A novel nitric oxide-donor-ferulic acid hybrid inhibits proliferation and metastasis of human lung cancer A549 cells via regulation of multiple signaling pathways

Lung cancer is one of the most common malignancies as well as an increasing cause of cancer-related deaths. Nitric oxide (NO)-donor-ferulic acid (FA) hybrids, in our previous study, were designed and synthesized, which exhibited positive anti-cancer activities, especially one compound labelled as FXS-3. In this study, an 3-(4,5-dimethylthiazol-2-yl)-2,5-diphenyltetrazolium bromide (MTT) assay were performed and revealed the inhibitory effect of FXS-3 on the proliferation and metastasis of human lung cancer A549 cells.
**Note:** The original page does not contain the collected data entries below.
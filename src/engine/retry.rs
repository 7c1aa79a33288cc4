// src/engine/retry.rs — Retry with exponential backoff for engines
//
// Wraps any Engine with automatic retry on transient failures.
// Retries: rate limits (429), server errors (5xx), timeouts, quota errors.
// Does NOT retry: capability errors, bad requests, configuration errors.

use std::sync::Arc;
use std::time::Duration;

use async_trait::async_trait;

use super::{Engine, EngineResponse};
use crate::infra::errors::CitemeterError;

// Two retries after the initial call: three attempts total.
const MAX_RETRIES: u32 = 2;
const INITIAL_DELAY_MS: u64 = 2_000;
const BACKOFF_FACTOR: f64 = 2.0;
const MAX_DELAY_MS: u64 = 30_000;
const JITTER_FRACTION: f64 = 0.2;

/// Message fragments that mark an error as transient even when the adapter
/// could not classify it structurally. Providers bury quota failures in
/// free-text messages with no reliable error code.
const TRANSIENT_TOKENS: &[&str] = &["rate", "quota", "429", "resource exhausted", "exceeded"];

#[derive(Debug, Clone)]
pub struct RetryConfig {
    pub max_retries: u32,
    pub initial_delay: Duration,
    pub backoff_factor: f64,
    pub max_delay: Duration,
    pub jitter_fraction: f64,
}

impl Default for RetryConfig {
    fn default() -> Self {
        Self {
            max_retries: MAX_RETRIES,
            initial_delay: Duration::from_millis(INITIAL_DELAY_MS),
            backoff_factor: BACKOFF_FACTOR,
            max_delay: Duration::from_millis(MAX_DELAY_MS),
            jitter_fraction: JITTER_FRACTION,
        }
    }
}

/// An engine wrapper that adds retry with exponential backoff.
pub struct RetryEngine {
    inner: Arc<dyn Engine>,
    config: RetryConfig,
}

impl RetryEngine {
    pub fn new(inner: Arc<dyn Engine>) -> Self {
        Self {
            inner,
            config: RetryConfig::default(),
        }
    }

    pub fn with_config(inner: Arc<dyn Engine>, config: RetryConfig) -> Self {
        Self { inner, config }
    }

    /// Delay for a given retry attempt (0-indexed).
    fn delay_for_attempt(&self, attempt: u32, rate_limit_delay: Option<Duration>) -> Duration {
        // If the server told us how long to wait, use that (plus a small buffer).
        if let Some(rl_delay) = rate_limit_delay {
            return rl_delay + Duration::from_millis(100);
        }

        let base_ms = self.config.initial_delay.as_millis() as f64
            * self.config.backoff_factor.powi(attempt as i32);
        let capped_ms = base_ms.min(self.config.max_delay.as_millis() as f64);

        let jitter = deterministic_jitter(attempt, self.config.jitter_fraction);
        let final_ms = (capped_ms * jitter).max(100.0);

        Duration::from_millis(final_ms as u64)
    }
}

/// Determine if an error should be retried. Structured classification first,
/// then the message-token scan for quota failures the adapter couldn't tag.
fn should_retry(error: &CitemeterError) -> bool {
    if error.is_retriable() {
        return true;
    }
    match error {
        CitemeterError::Engine { message, .. } => {
            let lower = message.to_lowercase();
            TRANSIENT_TOKENS.iter().any(|t| lower.contains(t))
        }
        _ => false,
    }
}

/// Extract a rate-limit retry delay from the error, if the server gave one.
fn rate_limit_delay(error: &CitemeterError) -> Option<Duration> {
    match error {
        CitemeterError::RateLimited { retry_after_ms, .. } if *retry_after_ms > 0 => {
            Some(Duration::from_millis(*retry_after_ms))
        }
        _ => None,
    }
}

/// Deterministic jitter to keep retries reproducible in tests.
/// Returns a multiplier in [1 - fraction, 1 + fraction].
fn deterministic_jitter(attempt: u32, fraction: f64) -> f64 {
    let hash = (attempt.wrapping_mul(2654435761)) as f64 / u32::MAX as f64; // 0.0..1.0
    1.0 + fraction * (2.0 * hash - 1.0)
}

#[async_trait]
impl Engine for RetryEngine {
    fn name(&self) -> &str {
        self.inner.name()
    }

    async fn run(&self, prompt: &str) -> Result<EngineResponse, CitemeterError> {
        let mut last_error = None;

        for attempt in 0..=self.config.max_retries {
            match self.inner.run(prompt).await {
                Ok(response) => return Ok(response),
                Err(e) => {
                    if !should_retry(&e) || attempt == self.config.max_retries {
                        return Err(e);
                    }

                    let rl_delay = rate_limit_delay(&e);
                    let delay = self.delay_for_attempt(attempt, rl_delay);

                    tracing::warn!(
                        engine = self.inner.name(),
                        attempt = attempt + 1,
                        max_retries = self.config.max_retries,
                        delay_ms = delay.as_millis() as u64,
                        "Retrying after error: {}",
                        e
                    );

                    tokio::time::sleep(delay).await;
                    last_error = Some(e);
                }
            }
        }

        Err(last_error.unwrap_or(CitemeterError::Engine {
            provider: self.inner.name().to_string(),
            message: "All retries exhausted".into(),
            retriable: false,
        }))
    }
}

#[cfg(test)]
mod tests {
    use super::*;
    use std::sync::atomic::{AtomicU32, Ordering};

    #[test]
    fn test_should_retry_rate_limited() {
        let err = CitemeterError::RateLimited {
            provider: "google".into(),
            retry_after_ms: 5000,
        };
        assert!(should_retry(&err));
    }

    #[test]
    fn test_should_retry_retriable_engine_error() {
        let err = CitemeterError::Engine {
            provider: "google".into(),
            message: "HTTP 500".into(),
            retriable: true,
        };
        assert!(should_retry(&err));
    }

    #[test]
    fn test_should_retry_quota_message() {
        // Not flagged retriable, but the message marks it transient.
        let err = CitemeterError::Engine {
            provider: "google".into(),
            message: "HTTP 403: RESOURCE EXHAUSTED for quota metric".into(),
            retriable: false,
        };
        assert!(should_retry(&err));
    }

    #[test]
    fn test_should_not_retry_plain_bad_request() {
        let err = CitemeterError::Engine {
            provider: "openai".into(),
            message: "HTTP 400: invalid model".into(),
            retriable: false,
        };
        assert!(!should_retry(&err));
    }

    #[test]
    fn test_should_not_retry_capability() {
        let err = CitemeterError::Capability {
            provider: "openai".into(),
            message: "web_search quota tool not enabled".into(),
        };
        assert!(!should_retry(&err));
    }

    #[test]
    fn test_should_not_retry_config() {
        assert!(!should_retry(&CitemeterError::Config("bad engine".into())));
    }

    #[test]
    fn test_rate_limit_delay_extraction() {
        let err = CitemeterError::RateLimited {
            provider: "google".into(),
            retry_after_ms: 3000,
        };
        assert_eq!(rate_limit_delay(&err), Some(Duration::from_millis(3000)));
    }

    #[test]
    fn test_delay_for_attempt_exponential() {
        let engine = RetryEngine::new(Arc::new(FailingEngine::default()));
        let d0 = engine.delay_for_attempt(0, None);
        let d1 = engine.delay_for_attempt(1, None);
        let d2 = engine.delay_for_attempt(2, None);

        // d0 ≈ 2000ms, d1 ≈ 4000ms, d2 ≈ 8000ms, within jitter bounds
        assert!(d0.as_millis() >= 1500 && d0.as_millis() <= 2500);
        assert!(d1.as_millis() >= 3000 && d1.as_millis() <= 5000);
        assert!(d2.as_millis() >= 6000 && d2.as_millis() <= 10000);
    }

    #[test]
    fn test_delay_capped_at_max() {
        let engine = RetryEngine::new(Arc::new(FailingEngine::default()));
        let d = engine.delay_for_attempt(10, None);
        assert!(d.as_millis() <= 36_000); // max + jitter margin
    }

    #[test]
    fn test_delay_uses_rate_limit_hint() {
        let engine = RetryEngine::new(Arc::new(FailingEngine::default()));
        let d = engine.delay_for_attempt(0, Some(Duration::from_millis(10_000)));
        assert_eq!(d.as_millis(), 10_100);
    }

    #[test]
    fn test_deterministic_jitter_range() {
        for attempt in 0..20 {
            let j = deterministic_jitter(attempt, 0.2);
            assert!((0.8..=1.2).contains(&j), "jitter {j} out of range");
        }
    }

    #[tokio::test(start_paused = true)]
    async fn test_run_retries_then_succeeds() {
        let inner = Arc::new(FailingEngine::failing_times(2));
        let engine = RetryEngine::new(inner.clone());
        let resp = engine.run("hello").await.unwrap();
        assert_eq!(resp.content, "ok");
        assert_eq!(inner.calls(), 3);
    }

    #[tokio::test(start_paused = true)]
    async fn test_run_exhausts_retries() {
        let inner = Arc::new(FailingEngine::failing_times(100));
        let engine = RetryEngine::new(inner.clone());
        let err = engine.run("hello").await.unwrap_err();
        assert!(err.is_retriable());
        // Initial attempt plus two retries: three calls total.
        assert_eq!(inner.calls(), 3);
        assert_eq!(inner.calls(), MAX_RETRIES + 1);
    }

    #[tokio::test]
    async fn test_run_does_not_retry_fatal() {
        let inner = Arc::new(FailingEngine::fatal());
        let engine = RetryEngine::new(inner.clone());
        engine.run("hello").await.unwrap_err();
        assert_eq!(inner.calls(), 1);
    }

    // Engine that fails N times before succeeding.
    #[derive(Default)]
    struct FailingEngine {
        failures: u32,
        fatal: bool,
        calls: AtomicU32,
    }

    impl FailingEngine {
        fn failing_times(n: u32) -> Self {
            Self {
                failures: n,
                ..Default::default()
            }
        }

        fn fatal() -> Self {
            Self {
                failures: 100,
                fatal: true,
                calls: AtomicU32::new(0),
            }
        }

        fn calls(&self) -> u32 {
            self.calls.load(Ordering::SeqCst)
        }
    }

    #[async_trait]
    impl Engine for FailingEngine {
        fn name(&self) -> &str {
            "fake/flaky"
        }

        async fn run(&self, _prompt: &str) -> Result<EngineResponse, CitemeterError> {
            let call = self.calls.fetch_add(1, Ordering::SeqCst);
            if self.fatal {
                return Err(CitemeterError::Engine {
                    provider: "fake".into(),
                    message: "HTTP 400: bad input".into(),
                    retriable: false,
                });
            }
            if call < self.failures {
                return Err(CitemeterError::Engine {
                    provider: "fake".into(),
                    message: "HTTP 500: flaky".into(),
                    retriable: true,
                });
            }
            Ok(EngineResponse {
                content: "ok".into(),
                cites: vec![],
                raw: serde_json::Value::Null,
            })
        }
    }
}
The further flow cytometry assay showed that FXS-3 induced apoptosis of A549 cells by inducing cell cycle arrest at the G0/G1 phase. The trans-well migration and Matrigel invasion assays revealed that FXS-3 inhibited the migration and invasion of A549 cells. By the western blotting analysis, FXS-3 increased the expression of B-cell lymphoma-2 (Bcl-2) associated X protein (Bax)/Bcl-2 ratio, inhibited matrix metalloproteinase (MMP)-2 and MMP-9, and suppressed the mitogen-activated protein kinase (MAPK), AKT/mechanistic target of rapamycin (mTOR), as well as mitogen-activated protein kinase kinase (MEK)/extracellular signal-regulated kinase (ERK) signaling pathways. The subsequent A549 xenograft-bearing mouse model and tail vein injection of A549 cells induced pulmonary tumor metastasis model showed that FXS-3 significantly restrained the tumor growth and metastasis. In conclusion, FXS-3 might inhibit proliferation and metastasis of human lung cancer A549 cells by inhibiting MAPK, AKT/mTOR and MEK/ERK signaling pathways, which provides important scientific basis for the development of anti-cancer drugs about NO-donor-FA hybrids.